¿Puede el empleador atribuir responsabilidad disciplinaria a un trabajador cuando, en el desarrollo de sus funciones, intervienen varios trabajadores que ejecutan actividades similares, complementarias o incluso iguales?
En sentencia del 13 de noviembre de 2025 (SL2509-2025), la Corte Suprema de Justicia analizó el caso de una trabajadora del área de producción despedida con justa causa tras encontrarse un objeto extraño dentro de un producto, conforme al reporte realizado por un consumidor.
La empresa argumentó un incumplimiento grave de sus funciones. Sin embargo, durante el trámite judicial se evidenció que, en el turno en el que ocurrió el incidente, participaron cuatro operarias, incluida la demandante, que rotaban entre sí las labores de dosificación, pesado, tapado y empaque. No obstante, solo dos de ellas, incluida la demandante, fueron despedidas, ambas afiliadas al sindicato con el que existía un conflicto colectivo vigente.
La Corte concluyó que el Tribunal Superior del Distrito Judicial, al ordenar el reintegro de la demandante por encontrarse amparada por la garantía de fuero circunstancial, no incurrió en error al considerar que su responsabilidad frente a los hechos era totalmente difusa.
Sobre el particular, destacó que las declaraciones de la trabajadora en la diligencia de descargos, donde manifestó que revisaba los envases como parte de sus funciones, no podían ser tomadas como una confesión del incumplimiento.
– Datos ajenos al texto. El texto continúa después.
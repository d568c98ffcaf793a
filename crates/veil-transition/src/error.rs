//! Error types for the switch coordinator.

use thiserror::Error;

/// Result type for switch operations.
pub type Result<T> = std::result::Result<T, SwitchError>;

/// Configuration misuse caught at the render boundary. These fail fast; the
/// coordinator never guesses which child was meant.
#[derive(Error, Debug)]
pub enum SwitchError {
    /// The caller supplied no child for the current render.
    #[error("switch requires exactly one child, none was supplied")]
    MissingChild,

    /// The caller supplied more than one child for the current render.
    #[error("switch requires exactly one child, several were supplied")]
    MultipleChildren,
}
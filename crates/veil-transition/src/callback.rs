//! Completion-detection policy: decides, per received signal, whether an
//! entering/exiting phase is done, and carries the safety-timeout fallback.
//!
//! The default ends on the first transition or animation signal. Multi-step
//! styles (several sub-properties finishing at different times) supply their
//! own decision closures via [`create_transition_callback`] and typically key
//! off [`EndContext::index`] or [`EndContext::ident`]. Whether an index-based
//! policy stays in range when the animated property set changes between states
//! is the caller's concern; a policy that never matches is rescued by the
//! safety timeout.

use std::rc::Rc;
use std::sync::atomic::{AtomicU64, Ordering};
use std::time::Duration;

use veil_core::CompletionKind;

/// Process-wide fallback deadline, read by every watcher without an explicit
/// override. Millisecond granularity is plenty for a correctness net.
static DEFAULT_SAFETY_TIMEOUT_MS: AtomicU64 = AtomicU64::new(4_000);

/// Change the process-wide safety timeout. Intended to be called once at
/// startup; changing it mid-flight only affects watchers armed afterwards.
pub fn set_default_safety_timeout(timeout: Duration) {
    DEFAULT_SAFETY_TIMEOUT_MS.store(timeout.as_millis() as u64, Ordering::Relaxed);
}

/// The current process-wide safety timeout.
pub fn default_safety_timeout() -> Duration {
    Duration::from_millis(DEFAULT_SAFETY_TIMEOUT_MS.load(Ordering::Relaxed))
}

/// Context handed to a decision closure for one received completion signal.
#[derive(Debug, Clone)]
pub struct EndContext<'a> {
    pub kind: CompletionKind,
    /// Zero-based count of signals of this kind seen since the watcher armed.
    /// Transition and animation signals are counted separately.
    pub index: usize,
    /// Transitioned property name or animation name.
    pub ident: &'a str,
    /// Whether the watched phase is an entry.
    pub is_entering: bool,
}

/// Decision closure: `true` ends the phase.
pub type ShouldEndFn = Rc<dyn Fn(&EndContext<'_>) -> bool>;

/// Fallback deadline for one watcher.
#[derive(Debug, Clone, Default)]
pub enum SafetyTimeout {
    /// Use the process-wide default.
    #[default]
    Default,
    /// No fallback; only a completion signal ends the phase.
    Disabled,
    /// Explicit deadline for this watcher.
    After(Duration),
}

impl SafetyTimeout {
    pub fn resolve(&self) -> Option<Duration> {
        match self {
            SafetyTimeout::Default => Some(default_safety_timeout()),
            SafetyTimeout::Disabled => None,
            SafetyTimeout::After(duration) => Some(*duration),
        }
    }
}

/// Caller-facing input for [`create_transition_callback`]. The default input
/// reproduces the stock behavior: first signal of either kind ends the phase,
/// with the process-wide safety timeout.
#[derive(Clone, Default)]
pub struct CreateTransitionCallbackInput {
    pub on_transition_end: Option<ShouldEndFn>,
    pub on_animation_end: Option<ShouldEndFn>,
    pub safety_timeout: SafetyTimeout,
}

/// Decides when an entering/exiting phase completes.
#[derive(Clone, Default)]
pub struct CompletionPolicy {
    should_end_transition: Option<ShouldEndFn>,
    should_end_animation: Option<ShouldEndFn>,
    pub(crate) safety_timeout: SafetyTimeout,
}

impl CompletionPolicy {
    /// Judge one signal. With no custom closures, any signal ends the phase.
    /// Once any closure is supplied, signals of a kind without one are
    /// ignored, so an index-counting policy is not derailed by stray signals
    /// of the other kind.
    pub(crate) fn judge(&self, context: &EndContext<'_>) -> bool {
        let customized =
            self.should_end_transition.is_some() || self.should_end_animation.is_some();
        let decide = match context.kind {
            CompletionKind::Transition => &self.should_end_transition,
            CompletionKind::Animation => &self.should_end_animation,
        };
        match decide {
            Some(should_end) => should_end(context),
            None => !customized,
        }
    }
}

/// Build a completion policy from caller closures.
pub fn create_transition_callback(input: CreateTransitionCallbackInput) -> CompletionPolicy {
    CompletionPolicy {
        should_end_transition: input.on_transition_end,
        should_end_animation: input.on_animation_end,
        safety_timeout: input.safety_timeout,
    }
}

#[cfg(test)]
mod tests {
    use super::*;

    fn context(kind: CompletionKind, index: usize) -> EndContext<'static> {
        EndContext {
            kind,
            index,
            ident: "opacity",
            is_entering: true,
        }
    }

    #[test]
    fn default_policy_ends_on_first_signal_of_either_kind() {
        let policy = CompletionPolicy::default();
        assert!(policy.judge(&context(CompletionKind::Transition, 0)));
        assert!(policy.judge(&context(CompletionKind::Animation, 0)));
    }

    #[test]
    fn nth_event_policy_counts_only_its_kind() {
        let policy = create_transition_callback(CreateTransitionCallbackInput {
            on_transition_end: Some(Rc::new(|ctx| ctx.index == 2)),
            ..Default::default()
        });
        assert!(!policy.judge(&context(CompletionKind::Transition, 0)));
        assert!(!policy.judge(&context(CompletionKind::Transition, 1)));
        assert!(policy.judge(&context(CompletionKind::Transition, 2)));
        // Animation signals are ignored once a transition closure exists.
        assert!(!policy.judge(&context(CompletionKind::Animation, 0)));
    }

    #[test]
    fn property_name_policy_sees_ident() {
        let policy = create_transition_callback(CreateTransitionCallbackInput {
            on_transition_end: Some(Rc::new(|ctx| ctx.ident == "transform")),
            ..Default::default()
        });
        assert!(!policy.judge(&context(CompletionKind::Transition, 0)));
        let ctx = EndContext {
            kind: CompletionKind::Transition,
            index: 1,
            ident: "transform",
            is_entering: false,
        };
        assert!(policy.judge(&ctx));
    }

    #[test]
    fn safety_timeout_resolution() {
        assert_eq!(
            SafetyTimeout::Default.resolve(),
            Some(Duration::from_millis(4_000))
        );
        assert_eq!(SafetyTimeout::Disabled.resolve(), None);
        assert_eq!(
            SafetyTimeout::After(Duration::from_millis(250)).resolve(),
            Some(Duration::from_millis(250))
        );
    }
}
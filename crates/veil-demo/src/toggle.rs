//! Single-element toggle: show with a scripted completion, hide through the
//! safety-timeout fallback (no completion signal ever arrives).

use std::rc::Rc;

use anyhow::Result;
use tracing::info;
use veil_config::VeilConfig;
use veil_host::{MountSlot, SimHost};
use veil_transition::{Transition, TransitionConfig, default_safety_timeout};

use crate::prefix_from;

pub fn run(config: &VeilConfig) -> Result<()> {
    let host = SimHost::new();
    let prefix = prefix_from(config);

    let base = TransitionConfig {
        class_prefix: prefix,
        on_entering: Some(Rc::new(|| info!("entering"))),
        on_entered: Some(Rc::new(|| info!("entered"))),
        on_exiting: Some(Rc::new(|| info!("exiting"))),
        on_exited: Some(Rc::new(|| info!("exited"))),
        ..Default::default()
    };

    let transition = Transition::new(host.handle(), base.clone());
    let mount = MountSlot::new("panel");

    let pump = |is_active: bool| {
        host.run_to_idle(|| {
            let should_render = transition.render(TransitionConfig {
                is_active,
                ..base.clone()
            });
            mount.sync(&host, should_render, false, &transition.surface_ref());
            transition.commit();
        });
    };

    info!("showing the panel");
    pump(true);
    if let Some(element) = mount.element() {
        info!(classes = ?element.classes(), "mid-entry");
        element.fire_transition_end("opacity");
    }
    pump(true);
    if let Some(element) = mount.element() {
        info!(classes = ?element.classes(), "entry complete");
    }

    info!("hiding the panel; no completion signal will arrive");
    pump(false);
    if let Some(element) = mount.element() {
        info!(classes = ?element.classes(), "mid-exit");
    }
    host.advance(default_safety_timeout());
    pump(false);
    info!(mounted = mount.element().is_some(), "after safety timeout");
    Ok(())
}
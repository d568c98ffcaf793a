use anyhow::Result;

fn main() -> Result<()> {
    veil_demo::run()
}
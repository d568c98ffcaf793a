//! Single-shot completion watcher: listens for completion signals and the
//! safety timeout on one surface, fires `done` exactly once, and tears its
//! listeners down on finish or cancel.

use std::cell::RefCell;
use std::rc::Rc;

use tracing::debug;
use veil_core::{CompletionEvent, CompletionKind, SubscriptionId, SurfaceHandle, TimeoutId};

use crate::callback::{CompletionPolicy, EndContext};

struct WatchState {
    surface: SurfaceHandle,
    is_entering: bool,
    finished: bool,
    transition_count: usize,
    animation_count: usize,
    subscription: Option<SubscriptionId>,
    timeout: Option<TimeoutId>,
    done: Option<Box<dyn FnOnce()>>,
}

/// Owner handle for an armed watcher. Cancel is idempotent and also runs on
/// drop, so replacing the guard is always cancel-before-replace.
pub(crate) struct WatchGuard {
    state: Rc<RefCell<WatchState>>,
}

impl WatchGuard {
    pub(crate) fn cancel(&self) {
        settle(&self.state, true);
    }
}

impl Drop for WatchGuard {
    fn drop(&mut self) {
        self.cancel();
    }
}

/// Arm a watcher on `surface`. Each received signal is judged by `policy`
/// (with separately counted per-kind indices); a `true` verdict or the safety
/// timeout fires `done` once. Firing is suppressed when the surface has been
/// detached by the time completion would land.
pub(crate) fn arm(
    surface: &SurfaceHandle,
    is_entering: bool,
    policy: &CompletionPolicy,
    done: impl FnOnce() + 'static,
) -> WatchGuard {
    let state = Rc::new(RefCell::new(WatchState {
        surface: surface.clone(),
        is_entering,
        finished: false,
        transition_count: 0,
        animation_count: 0,
        subscription: None,
        timeout: None,
        done: Some(Box::new(done)),
    }));

    let listener_state = Rc::clone(&state);
    let listener_policy = policy.clone();
    let subscription = surface.subscribe_completion(Rc::new(move |event: &CompletionEvent| {
        let should_end = {
            let mut state = listener_state.borrow_mut();
            if state.finished {
                return;
            }
            let (kind, index) = match event.kind() {
                CompletionKind::Transition => {
                    let index = state.transition_count;
                    state.transition_count += 1;
                    (CompletionKind::Transition, index)
                }
                CompletionKind::Animation => {
                    let index = state.animation_count;
                    state.animation_count += 1;
                    (CompletionKind::Animation, index)
                }
            };
            listener_policy.judge(&EndContext {
                kind,
                index,
                ident: event.ident(),
                is_entering: state.is_entering,
            })
        };
        if should_end {
            settle(&listener_state, false);
        }
    }));
    state.borrow_mut().subscription = Some(subscription);

    if let Some(delay) = policy.safety_timeout.resolve() {
        let timeout_state = Rc::clone(&state);
        let timeout = surface.set_timeout(
            delay,
            Box::new(move || {
                if !timeout_state.borrow().finished {
                    debug!(
                        is_entering,
                        "no completion signal arrived; safety timeout advancing the phase"
                    );
                }
                settle(&timeout_state, false);
            }),
        );
        state.borrow_mut().timeout = Some(timeout);
    }

    WatchGuard { state }
}

/// Tear down the subscription and timeout, then run `done` unless canceling,
/// already finished, or the surface is no longer attached to the tree.
fn settle(state: &Rc<RefCell<WatchState>>, cancel: bool) {
    let done = {
        let mut state = state.borrow_mut();
        if let Some(id) = state.subscription.take() {
            state.surface.unsubscribe_completion(id);
        }
        if let Some(id) = state.timeout.take() {
            state.surface.clear_timeout(id);
        }
        if state.finished {
            return;
        }
        state.finished = true;
        if cancel || !state.surface.is_connected() {
            None
        } else {
            state.done.take()
        }
    };
    if let Some(done) = done {
        done();
    }
}
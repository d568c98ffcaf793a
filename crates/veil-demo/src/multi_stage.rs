//! Multi-stage completion: several sub-properties finish at different times,
//! so the policy ends the phase on the third transition signal instead of the
//! first.

use std::rc::Rc;

use anyhow::Result;
use tracing::info;
use veil_config::VeilConfig;
use veil_host::{MountSlot, SimHost};
use veil_transition::{
    CreateTransitionCallbackInput, Switch, SwitchConfig, SwitchKey, create_transition_callback,
};

use crate::prefix_from;

#[derive(Clone)]
struct Panel {
    label: &'static str,
}

pub fn run(config: &VeilConfig) -> Result<()> {
    let host = SimHost::new();
    let prefix = prefix_from(config);

    // Opacity, transform, then border-radius: the phase is over when the
    // third transition signal lands.
    let policy = create_transition_callback(CreateTransitionCallbackInput {
        on_transition_end: Some(Rc::new(|context| {
            info!(index = context.index, property = context.ident, "completion signal");
            context.index == 2
        })),
        ..Default::default()
    });

    let switch: Switch<Panel> = Switch::new(host.handle());
    let in_mount = MountSlot::new("in-slot");
    let out_mount = MountSlot::new("out-slot");

    let pump = |key: SwitchKey, panel: Panel| {
        host.run_to_idle(|| {
            let render = switch
                .render(SwitchConfig {
                    key: Some(key.clone()),
                    children: vec![panel.clone()],
                    class_prefix: prefix.clone(),
                    in_on_transitioning: Some(policy.clone()),
                    out_on_transitioning: Some(policy.clone()),
                    ..Default::default()
                })
                .expect("switch render");
            in_mount.sync(
                &host,
                render.in_slot.should_render,
                render.in_slot.remounted,
                &render.in_slot.surface,
            );
            out_mount.sync(
                &host,
                render.out_slot.should_render,
                render.out_slot.remounted,
                &render.out_slot.surface,
            );
            switch.commit();
        });
    };

    let first = Panel { label: "first" };
    let second = Panel { label: "second" };

    pump(SwitchKey::from(first.label), first.clone());
    pump(SwitchKey::from(second.label), second.clone());

    for property in ["opacity", "transform", "border-radius"] {
        if let Some(element) = out_mount.element() {
            element.fire_transition_end(property);
        }
        if let Some(element) = in_mount.element() {
            element.fire_transition_end(property);
        }
        pump(SwitchKey::from(second.label), second.clone());
        info!(
            property,
            transitioning = switch.is_transitioning(),
            "after signal"
        );
    }

    info!(keys = ?switch.keys(), "final state");
    Ok(())
}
Si bien reconoció y describió las actividades propias de su rol, ello no equivalía a admitir una culpa puntual de los hechos.
La Corte también señaló que, aunque la empresa identificaba contaba con trazabilidad sobre la asignación de operarias por máquina y jornada, no registraba las rotaciones reales efectuadas durante el turno. Esto impedía establecer quién ejecutó específicamente cada actividad al momento en que ocurrió la contaminación del producto, dado que todas tenían a su cargo las labores de dosificar, pesar, tapar, empacar y revisar el estado de los envases.
En consecuencia, concluyó que no resultaba acertado despedir únicamente a dos de las cuatro trabajadoras que componían el proceso, cuando no se estableció concretamente quién permitió que el envase contaminado saliera al mercado.
De lo anterior, se derivan varias lecciones prácticas para las empresas. La primera es asignar responsabilidades individuales y no colectivas dentro de cada etapa productiva.
No obstante, cuando varios trabajadores desarrollan las mismas funciones, pero en momentos diferentes, es fundamental implementar registros en tiempo real e incluso bitácoras que permitan identificar con precisión quién ejecutó cada actividad, así como la fecha y hora correspondiente. Esto permitirá establecer no solo funciones específicas, sino también responsabilidades claras frente a una eventual determinación de responsabilidad.
Finalmente, es de vital importancia garantizar una aplicación equitativa de la falta, ya que, si esta es compartida, la consecuencia también debe serlo. Sancionar únicamente a ciertos trabajadores, pese a existir una participación compartida, debilita y compromete al empleador, ya que da paso que, al momento de graduar la gravedad de la conducta, intervengan circunstancias que no son propias del proceso disciplinario.